On ne sait pas toujours pourquoi, mais il arrive que certains débats, pourtant soigneusement classés, viennent rebondir aux pieds des journalistes.
C’est le cas de l’individualisation des parcours universitaires. Ce système, inauguré par le décret Paysage, entend responsabiliser l’étudiant en lui offrant la possibilité, selon certaines règles, de construire son cursus ‘à la carte’. Ses atouts seraient nombreux puisqu’il favoriserait la motivation de l’étudiant, tout comme ses chances de réussite en adaptant plus adéquatement les cursus au rythme de chacun.
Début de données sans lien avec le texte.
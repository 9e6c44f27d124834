// Copyright 2026 Phillip Cloud
// Licensed under the Apache License, Version 2.0

use serde::{Deserialize, Serialize};
use std::fmt;

macro_rules! entity_id {
    ($name:ident) => {
        #[derive(
            Debug, Clone, Copy, PartialEq, Eq, PartialOrd, Ord, Hash, Serialize, Deserialize,
        )]
        #[serde(transparent)]
        pub struct $name(i64);

        impl $name {
            pub const fn new(value: i64) -> Self {
                Self(value)
            }

            pub const fn get(self) -> i64 {
                self.0
            }
        }

        impl From<i64> for $name {
            fn from(value: i64) -> Self {
                Self(value)
            }
        }

        impl fmt::Display for $name {
            fn fmt(&self, f: &mut fmt::Formatter<'_>) -> fmt::Result {
                write!(f, "{}", self.0)
            }
        }
    };
}

entity_id!(ProjectId);
entity_id!(ShotId);
entity_id!(CommentId);
impl ShotFaker {
    pub fn new(seed: u64) -> Self {
        let normalized = if seed == 0 { 1 } else { seed };
        Self {
            rng: DeterministicRng::new(normalized),
            seed: normalized,
        }
    }

    pub fn seed(&self) -> u64 {
        self.seed
    }

    pub fn status(&mut self) -> ShotStatus {
        ShotStatus::ALL[self.rng.int_n(ShotStatus::ALL.len())]
    }

    /// Blank roughly one time in five.
    pub fn artist(&mut self) -> String {
        if self.rng.int_n(5) == 0 {
            String::new()
        } else {
            self.pick(&ARTISTS).to_owned()
        }
    }

    pub fn shot(&mut self, id: i64, project: &Project, reel: &str, number: usize) -> Shot {
        let code = format!("{}_{reel}_sh{number:02}", project.short);
        let root = if project.folder_path.is_empty() {
            format!("/mnt/{}", project.short.to_ascii_lowercase())
        } else {
            project.folder_path.clone()
        };

        let plate_path = match self.pick(&PLATE_EXTENSIONS) {
            "" => String::new(),
            ext => format!("{root}/plates/{reel}/{code}_plate.{ext}"),
        };
        let mov_path = if self.rng.int_n(3) == 0 {
            String::new()
        } else {
            format!("{root}/renders/{reel}/{code}.mov")
        };
        let exr_path = if self.rng.int_n(3) == 0 {
            String::new()
        } else {
            format!("{root}/renders/{reel}/{code}/exr")
        };

        let due = reference_now() + Duration::days(7 + self.rng.int_n(28) as i64);
        Shot {
            id: ShotId::new(id),
            project_id: Some(project.id),
            code,
            reel: String::new(),
            description: self.pick(&TASKS).to_owned(),
            assigned_to: self.artist(),
            start_date: format_date(reference_now()),
            due_date: format_date(due),
            status: self.status(),
            plate_path,
            mov_path,
            exr_path,
            version: format!("V{:03}", 1 + self.rng.int_n(4)),
            nuke_path: String::new(),
        }
    }

    fn pick<'a>(&mut self, items: &'a [&'a str]) -> &'a str {
        items[self.rng.int_n(items.len())]
    }
}

pub fn fixture_projects() -> Vec<Project> {
    vec![
        Project {
            id: ProjectId::new(1),
            name: "Landfall".to_owned(),
            short: "LND".to_owned(),
            start_date: "2026-01-05".to_owned(),
            details_text: "Feature, 3 reels".to_owned(),
            folder_path: "/shows/landfall".to_owned(),
        },
        Project {
            id: ProjectId::new(2),
            name: "Night Ferry".to_owned(),
            short: "NFY".to_owned(),
            start_date: "2026-02-02".to_owned(),
            details_text: "Episodic".to_owned(),
            folder_path: String::new(),
        },
    ]
}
Force est de constater cependant que l’individualisation des parcours ne parvient pas à convaincre totalement. Ce qui s’évoque dans son sillage, ce sont d’abord des difficultés pratiques et pédagogiques. Mais aussi, face à l’isolement de certains étudiants, des interrogations sociales et presque philosophiques. Car quel est le message implicite que l’individualisation des parcours envoie aux étudiants, s’interrogent des universitaires ? Que l’enseignement supérieur a dû céder aux logiques individualistes ? Par ailleurs, ne donne-t-elle pas aux étudiants l’illusion de pouvoir se construire eux-mêmes ? Ou d’être des ‘clients’ que l’université devrait servir ?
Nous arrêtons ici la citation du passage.